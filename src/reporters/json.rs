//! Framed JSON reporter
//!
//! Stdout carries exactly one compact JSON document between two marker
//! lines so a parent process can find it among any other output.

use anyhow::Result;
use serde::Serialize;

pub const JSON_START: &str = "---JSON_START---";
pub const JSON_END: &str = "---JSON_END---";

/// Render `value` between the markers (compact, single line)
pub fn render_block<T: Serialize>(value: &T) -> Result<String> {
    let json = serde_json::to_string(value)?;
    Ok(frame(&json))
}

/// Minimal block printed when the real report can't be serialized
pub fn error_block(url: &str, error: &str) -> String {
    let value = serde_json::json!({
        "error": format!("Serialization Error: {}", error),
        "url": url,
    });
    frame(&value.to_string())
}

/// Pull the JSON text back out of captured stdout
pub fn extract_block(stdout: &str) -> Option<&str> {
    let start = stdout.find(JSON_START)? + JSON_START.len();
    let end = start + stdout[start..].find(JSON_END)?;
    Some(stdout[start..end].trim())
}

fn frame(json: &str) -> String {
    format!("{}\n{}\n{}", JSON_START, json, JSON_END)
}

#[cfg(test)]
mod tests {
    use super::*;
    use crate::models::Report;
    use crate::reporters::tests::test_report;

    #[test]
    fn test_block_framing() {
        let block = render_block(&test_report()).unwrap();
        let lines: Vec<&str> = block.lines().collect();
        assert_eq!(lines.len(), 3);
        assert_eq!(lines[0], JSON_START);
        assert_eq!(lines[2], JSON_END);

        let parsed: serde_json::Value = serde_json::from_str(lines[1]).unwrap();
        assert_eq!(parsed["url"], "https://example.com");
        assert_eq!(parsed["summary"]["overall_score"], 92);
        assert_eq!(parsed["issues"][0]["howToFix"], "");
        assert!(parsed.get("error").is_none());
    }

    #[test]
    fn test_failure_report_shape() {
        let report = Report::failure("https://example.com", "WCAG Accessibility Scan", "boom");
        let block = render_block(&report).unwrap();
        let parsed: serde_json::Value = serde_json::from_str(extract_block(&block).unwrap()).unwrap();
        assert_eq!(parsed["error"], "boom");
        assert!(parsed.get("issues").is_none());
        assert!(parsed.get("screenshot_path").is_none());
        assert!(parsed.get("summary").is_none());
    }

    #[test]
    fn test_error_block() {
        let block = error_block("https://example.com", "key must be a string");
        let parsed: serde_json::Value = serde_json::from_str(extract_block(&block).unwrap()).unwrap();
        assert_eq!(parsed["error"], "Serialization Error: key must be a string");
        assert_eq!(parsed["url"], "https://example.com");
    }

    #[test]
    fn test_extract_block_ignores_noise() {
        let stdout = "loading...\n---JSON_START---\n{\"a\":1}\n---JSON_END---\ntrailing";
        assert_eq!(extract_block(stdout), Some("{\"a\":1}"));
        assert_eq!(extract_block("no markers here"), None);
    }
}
━━━━━━
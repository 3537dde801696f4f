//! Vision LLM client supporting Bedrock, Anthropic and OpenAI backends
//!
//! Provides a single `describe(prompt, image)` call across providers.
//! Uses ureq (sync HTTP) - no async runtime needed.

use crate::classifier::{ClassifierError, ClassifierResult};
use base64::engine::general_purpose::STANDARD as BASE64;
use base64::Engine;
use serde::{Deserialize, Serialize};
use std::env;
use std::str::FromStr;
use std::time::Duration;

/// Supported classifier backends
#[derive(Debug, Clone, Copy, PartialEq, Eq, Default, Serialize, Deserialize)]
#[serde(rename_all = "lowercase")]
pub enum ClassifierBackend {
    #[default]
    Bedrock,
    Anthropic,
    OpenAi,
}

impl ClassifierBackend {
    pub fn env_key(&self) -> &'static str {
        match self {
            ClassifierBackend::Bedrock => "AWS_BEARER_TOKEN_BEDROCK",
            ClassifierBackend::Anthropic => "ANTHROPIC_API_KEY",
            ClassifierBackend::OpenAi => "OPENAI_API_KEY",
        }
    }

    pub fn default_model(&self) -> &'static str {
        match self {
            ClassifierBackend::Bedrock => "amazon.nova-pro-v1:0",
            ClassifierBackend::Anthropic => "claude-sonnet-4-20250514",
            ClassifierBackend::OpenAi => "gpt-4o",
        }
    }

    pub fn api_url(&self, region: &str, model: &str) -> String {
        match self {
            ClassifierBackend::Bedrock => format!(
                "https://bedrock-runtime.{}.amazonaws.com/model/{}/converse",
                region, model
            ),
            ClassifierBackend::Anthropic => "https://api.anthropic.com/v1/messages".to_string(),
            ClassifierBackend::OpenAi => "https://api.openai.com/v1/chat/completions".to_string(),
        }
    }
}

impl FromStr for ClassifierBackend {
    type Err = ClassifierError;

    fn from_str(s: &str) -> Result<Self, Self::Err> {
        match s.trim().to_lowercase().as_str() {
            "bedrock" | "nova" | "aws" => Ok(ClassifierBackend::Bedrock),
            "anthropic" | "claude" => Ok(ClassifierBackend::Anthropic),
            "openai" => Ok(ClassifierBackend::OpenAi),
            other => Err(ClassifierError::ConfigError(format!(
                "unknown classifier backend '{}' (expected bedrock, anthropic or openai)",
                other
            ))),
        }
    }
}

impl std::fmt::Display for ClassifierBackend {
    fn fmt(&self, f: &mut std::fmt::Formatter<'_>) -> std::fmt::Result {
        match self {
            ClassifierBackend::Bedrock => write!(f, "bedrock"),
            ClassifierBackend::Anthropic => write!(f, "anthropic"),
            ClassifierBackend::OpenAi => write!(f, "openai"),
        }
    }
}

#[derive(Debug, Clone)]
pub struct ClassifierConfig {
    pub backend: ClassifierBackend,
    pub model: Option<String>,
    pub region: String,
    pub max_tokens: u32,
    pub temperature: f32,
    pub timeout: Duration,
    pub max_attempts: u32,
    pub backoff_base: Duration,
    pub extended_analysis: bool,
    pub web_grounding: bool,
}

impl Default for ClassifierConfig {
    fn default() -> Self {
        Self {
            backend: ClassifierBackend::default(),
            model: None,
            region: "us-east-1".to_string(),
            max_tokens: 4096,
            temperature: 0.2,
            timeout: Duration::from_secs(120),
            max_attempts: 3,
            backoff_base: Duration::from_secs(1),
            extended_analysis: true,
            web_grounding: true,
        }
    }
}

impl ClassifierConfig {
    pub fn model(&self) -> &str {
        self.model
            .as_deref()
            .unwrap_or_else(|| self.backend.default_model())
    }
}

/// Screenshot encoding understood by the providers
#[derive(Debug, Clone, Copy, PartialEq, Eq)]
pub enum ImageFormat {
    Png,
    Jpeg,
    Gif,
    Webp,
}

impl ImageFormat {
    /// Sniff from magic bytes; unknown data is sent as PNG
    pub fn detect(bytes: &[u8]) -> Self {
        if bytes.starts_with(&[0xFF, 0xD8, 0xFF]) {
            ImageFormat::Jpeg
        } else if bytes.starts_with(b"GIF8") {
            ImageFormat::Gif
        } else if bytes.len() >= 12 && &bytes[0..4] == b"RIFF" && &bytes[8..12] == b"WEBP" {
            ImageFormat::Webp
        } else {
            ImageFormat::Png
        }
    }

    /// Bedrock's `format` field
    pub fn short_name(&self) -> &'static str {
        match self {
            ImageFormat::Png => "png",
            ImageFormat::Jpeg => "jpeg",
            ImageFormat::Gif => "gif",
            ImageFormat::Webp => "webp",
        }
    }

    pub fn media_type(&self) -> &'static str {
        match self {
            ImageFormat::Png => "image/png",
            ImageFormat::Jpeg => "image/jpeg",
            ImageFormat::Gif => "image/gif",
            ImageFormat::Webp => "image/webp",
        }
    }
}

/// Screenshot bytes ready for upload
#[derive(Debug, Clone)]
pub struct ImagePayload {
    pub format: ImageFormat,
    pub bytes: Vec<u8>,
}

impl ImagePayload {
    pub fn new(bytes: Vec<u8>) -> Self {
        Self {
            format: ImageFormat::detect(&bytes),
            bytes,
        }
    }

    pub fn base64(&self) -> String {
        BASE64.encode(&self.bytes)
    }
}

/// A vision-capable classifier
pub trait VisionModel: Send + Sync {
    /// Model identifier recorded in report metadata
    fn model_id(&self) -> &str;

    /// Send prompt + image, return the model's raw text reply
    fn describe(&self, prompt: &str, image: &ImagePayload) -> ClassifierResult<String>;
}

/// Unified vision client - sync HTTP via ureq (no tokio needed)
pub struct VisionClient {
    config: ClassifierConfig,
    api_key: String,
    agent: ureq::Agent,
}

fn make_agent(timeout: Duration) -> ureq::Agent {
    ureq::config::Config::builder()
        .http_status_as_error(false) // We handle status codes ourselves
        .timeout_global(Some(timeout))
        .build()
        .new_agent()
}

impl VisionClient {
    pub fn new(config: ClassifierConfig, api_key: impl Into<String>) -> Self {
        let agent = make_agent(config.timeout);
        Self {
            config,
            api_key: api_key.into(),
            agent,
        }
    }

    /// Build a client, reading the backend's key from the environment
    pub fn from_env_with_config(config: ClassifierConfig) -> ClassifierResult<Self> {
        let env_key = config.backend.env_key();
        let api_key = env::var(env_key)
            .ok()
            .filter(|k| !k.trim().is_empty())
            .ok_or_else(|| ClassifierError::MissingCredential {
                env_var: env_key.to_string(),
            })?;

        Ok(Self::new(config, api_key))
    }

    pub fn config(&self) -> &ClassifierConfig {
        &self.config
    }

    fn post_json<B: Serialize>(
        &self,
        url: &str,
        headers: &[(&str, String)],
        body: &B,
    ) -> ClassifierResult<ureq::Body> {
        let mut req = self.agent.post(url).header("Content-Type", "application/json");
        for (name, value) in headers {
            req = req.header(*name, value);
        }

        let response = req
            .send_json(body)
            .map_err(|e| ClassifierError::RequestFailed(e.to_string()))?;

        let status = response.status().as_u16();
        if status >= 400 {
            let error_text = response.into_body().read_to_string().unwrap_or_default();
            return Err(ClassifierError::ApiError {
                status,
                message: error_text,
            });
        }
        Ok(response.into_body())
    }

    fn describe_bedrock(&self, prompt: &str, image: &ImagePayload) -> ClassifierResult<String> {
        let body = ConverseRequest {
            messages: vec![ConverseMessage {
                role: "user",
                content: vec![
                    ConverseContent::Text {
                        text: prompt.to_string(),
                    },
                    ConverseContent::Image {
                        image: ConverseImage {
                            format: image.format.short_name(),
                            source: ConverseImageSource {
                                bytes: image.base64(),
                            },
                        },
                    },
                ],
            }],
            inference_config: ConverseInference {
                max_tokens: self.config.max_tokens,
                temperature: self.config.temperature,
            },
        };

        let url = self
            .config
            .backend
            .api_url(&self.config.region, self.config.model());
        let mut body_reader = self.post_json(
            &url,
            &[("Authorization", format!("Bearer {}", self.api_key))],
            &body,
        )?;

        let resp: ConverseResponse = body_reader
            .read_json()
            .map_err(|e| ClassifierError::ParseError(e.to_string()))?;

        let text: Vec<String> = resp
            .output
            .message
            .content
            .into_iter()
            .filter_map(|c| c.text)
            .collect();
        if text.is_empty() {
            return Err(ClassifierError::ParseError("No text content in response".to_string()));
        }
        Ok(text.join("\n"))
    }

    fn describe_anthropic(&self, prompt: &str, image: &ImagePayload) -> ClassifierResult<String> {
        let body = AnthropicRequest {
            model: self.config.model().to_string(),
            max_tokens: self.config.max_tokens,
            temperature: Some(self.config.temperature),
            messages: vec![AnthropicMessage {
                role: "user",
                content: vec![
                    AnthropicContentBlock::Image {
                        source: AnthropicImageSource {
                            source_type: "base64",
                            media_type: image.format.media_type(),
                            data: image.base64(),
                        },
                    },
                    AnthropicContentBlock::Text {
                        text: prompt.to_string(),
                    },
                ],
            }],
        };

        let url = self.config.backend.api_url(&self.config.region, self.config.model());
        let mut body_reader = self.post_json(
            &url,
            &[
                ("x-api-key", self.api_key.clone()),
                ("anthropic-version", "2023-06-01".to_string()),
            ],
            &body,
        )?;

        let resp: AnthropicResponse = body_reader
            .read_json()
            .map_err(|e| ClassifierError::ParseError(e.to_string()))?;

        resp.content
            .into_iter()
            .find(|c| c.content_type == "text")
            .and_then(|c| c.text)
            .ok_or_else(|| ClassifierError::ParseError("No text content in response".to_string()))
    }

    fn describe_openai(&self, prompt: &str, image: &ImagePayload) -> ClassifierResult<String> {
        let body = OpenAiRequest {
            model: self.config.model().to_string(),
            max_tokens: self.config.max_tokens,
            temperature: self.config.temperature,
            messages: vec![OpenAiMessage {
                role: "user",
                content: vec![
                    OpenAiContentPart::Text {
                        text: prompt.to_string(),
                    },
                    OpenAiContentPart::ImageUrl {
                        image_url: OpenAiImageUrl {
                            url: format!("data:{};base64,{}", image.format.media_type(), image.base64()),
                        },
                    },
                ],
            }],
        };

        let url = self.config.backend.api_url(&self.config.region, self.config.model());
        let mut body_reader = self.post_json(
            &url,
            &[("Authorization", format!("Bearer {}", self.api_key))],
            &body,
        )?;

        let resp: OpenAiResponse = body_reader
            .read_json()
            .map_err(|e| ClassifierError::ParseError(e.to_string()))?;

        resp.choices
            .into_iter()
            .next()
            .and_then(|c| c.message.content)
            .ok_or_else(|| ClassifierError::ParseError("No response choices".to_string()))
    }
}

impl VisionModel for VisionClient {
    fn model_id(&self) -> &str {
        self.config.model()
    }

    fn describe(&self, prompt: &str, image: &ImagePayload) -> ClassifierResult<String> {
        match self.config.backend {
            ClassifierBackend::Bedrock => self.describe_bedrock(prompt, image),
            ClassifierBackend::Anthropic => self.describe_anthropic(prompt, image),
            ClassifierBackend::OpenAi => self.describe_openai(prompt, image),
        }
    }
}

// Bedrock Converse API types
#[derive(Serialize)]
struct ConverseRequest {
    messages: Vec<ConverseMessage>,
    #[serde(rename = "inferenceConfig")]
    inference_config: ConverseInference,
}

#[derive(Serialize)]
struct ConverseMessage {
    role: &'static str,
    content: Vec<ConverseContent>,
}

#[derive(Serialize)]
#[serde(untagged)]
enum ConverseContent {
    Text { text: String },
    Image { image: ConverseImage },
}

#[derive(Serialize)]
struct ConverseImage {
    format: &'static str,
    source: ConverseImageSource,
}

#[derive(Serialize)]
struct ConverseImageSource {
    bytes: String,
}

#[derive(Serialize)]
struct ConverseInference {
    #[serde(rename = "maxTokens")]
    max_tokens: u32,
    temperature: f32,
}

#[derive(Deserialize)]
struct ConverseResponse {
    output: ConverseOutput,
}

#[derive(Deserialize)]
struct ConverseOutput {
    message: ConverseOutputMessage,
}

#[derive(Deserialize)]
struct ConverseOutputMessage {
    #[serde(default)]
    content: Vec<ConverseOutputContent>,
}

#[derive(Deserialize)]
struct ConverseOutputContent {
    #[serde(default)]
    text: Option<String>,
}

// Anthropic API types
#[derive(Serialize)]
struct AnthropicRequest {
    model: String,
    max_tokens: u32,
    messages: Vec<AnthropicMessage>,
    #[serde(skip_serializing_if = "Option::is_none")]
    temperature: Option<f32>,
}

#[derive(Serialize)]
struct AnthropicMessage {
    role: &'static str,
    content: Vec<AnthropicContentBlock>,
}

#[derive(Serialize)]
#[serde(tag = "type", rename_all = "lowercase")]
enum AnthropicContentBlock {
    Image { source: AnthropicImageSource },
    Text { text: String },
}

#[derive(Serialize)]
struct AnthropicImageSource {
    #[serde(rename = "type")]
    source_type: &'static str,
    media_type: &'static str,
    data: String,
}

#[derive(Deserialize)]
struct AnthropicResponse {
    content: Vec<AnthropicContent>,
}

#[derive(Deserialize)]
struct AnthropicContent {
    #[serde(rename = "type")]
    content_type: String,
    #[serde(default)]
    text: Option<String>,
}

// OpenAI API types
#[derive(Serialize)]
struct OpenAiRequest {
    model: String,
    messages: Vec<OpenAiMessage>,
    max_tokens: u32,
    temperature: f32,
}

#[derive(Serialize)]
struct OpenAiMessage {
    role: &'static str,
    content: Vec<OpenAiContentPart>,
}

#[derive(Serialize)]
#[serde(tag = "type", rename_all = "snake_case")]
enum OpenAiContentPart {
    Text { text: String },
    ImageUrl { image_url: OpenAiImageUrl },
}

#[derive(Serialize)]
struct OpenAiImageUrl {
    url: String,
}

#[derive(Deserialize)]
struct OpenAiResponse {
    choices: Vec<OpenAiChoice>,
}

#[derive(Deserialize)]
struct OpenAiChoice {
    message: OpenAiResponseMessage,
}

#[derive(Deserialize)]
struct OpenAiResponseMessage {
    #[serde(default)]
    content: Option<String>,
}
━━━━━━
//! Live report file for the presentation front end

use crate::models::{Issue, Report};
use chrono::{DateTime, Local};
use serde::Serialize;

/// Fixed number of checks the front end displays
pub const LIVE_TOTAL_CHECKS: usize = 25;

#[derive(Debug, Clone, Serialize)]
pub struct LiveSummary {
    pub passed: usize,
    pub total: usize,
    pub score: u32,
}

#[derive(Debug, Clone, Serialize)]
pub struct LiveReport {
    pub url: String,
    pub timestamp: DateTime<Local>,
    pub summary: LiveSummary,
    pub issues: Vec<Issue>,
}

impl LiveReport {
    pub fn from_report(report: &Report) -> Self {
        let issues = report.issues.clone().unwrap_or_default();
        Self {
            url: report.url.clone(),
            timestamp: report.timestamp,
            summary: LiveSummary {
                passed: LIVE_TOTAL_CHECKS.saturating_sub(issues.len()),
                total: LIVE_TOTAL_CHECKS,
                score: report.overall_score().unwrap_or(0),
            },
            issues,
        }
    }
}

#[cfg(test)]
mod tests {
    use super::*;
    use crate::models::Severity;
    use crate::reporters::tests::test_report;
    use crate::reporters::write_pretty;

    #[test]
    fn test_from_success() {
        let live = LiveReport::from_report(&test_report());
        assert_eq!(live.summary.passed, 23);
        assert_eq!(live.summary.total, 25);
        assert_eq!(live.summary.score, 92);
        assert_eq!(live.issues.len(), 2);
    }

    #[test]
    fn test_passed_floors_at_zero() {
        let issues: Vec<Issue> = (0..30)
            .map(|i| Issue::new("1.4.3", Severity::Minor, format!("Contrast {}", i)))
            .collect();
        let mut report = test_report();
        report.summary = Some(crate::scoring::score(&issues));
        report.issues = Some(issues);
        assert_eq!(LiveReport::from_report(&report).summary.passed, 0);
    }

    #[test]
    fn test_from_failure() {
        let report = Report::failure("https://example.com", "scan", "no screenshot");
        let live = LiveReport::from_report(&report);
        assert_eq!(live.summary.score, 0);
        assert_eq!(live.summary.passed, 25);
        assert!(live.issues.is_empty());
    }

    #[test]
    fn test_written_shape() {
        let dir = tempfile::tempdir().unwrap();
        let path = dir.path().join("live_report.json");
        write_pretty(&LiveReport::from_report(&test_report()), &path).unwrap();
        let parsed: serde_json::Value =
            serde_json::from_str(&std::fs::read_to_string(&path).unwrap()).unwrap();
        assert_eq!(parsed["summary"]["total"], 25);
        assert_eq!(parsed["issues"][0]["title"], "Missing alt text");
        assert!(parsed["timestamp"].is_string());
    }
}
━━━━━━
Check each line of the listing for the word "ImagePayload" and state how many lines contain it, with no other words.

7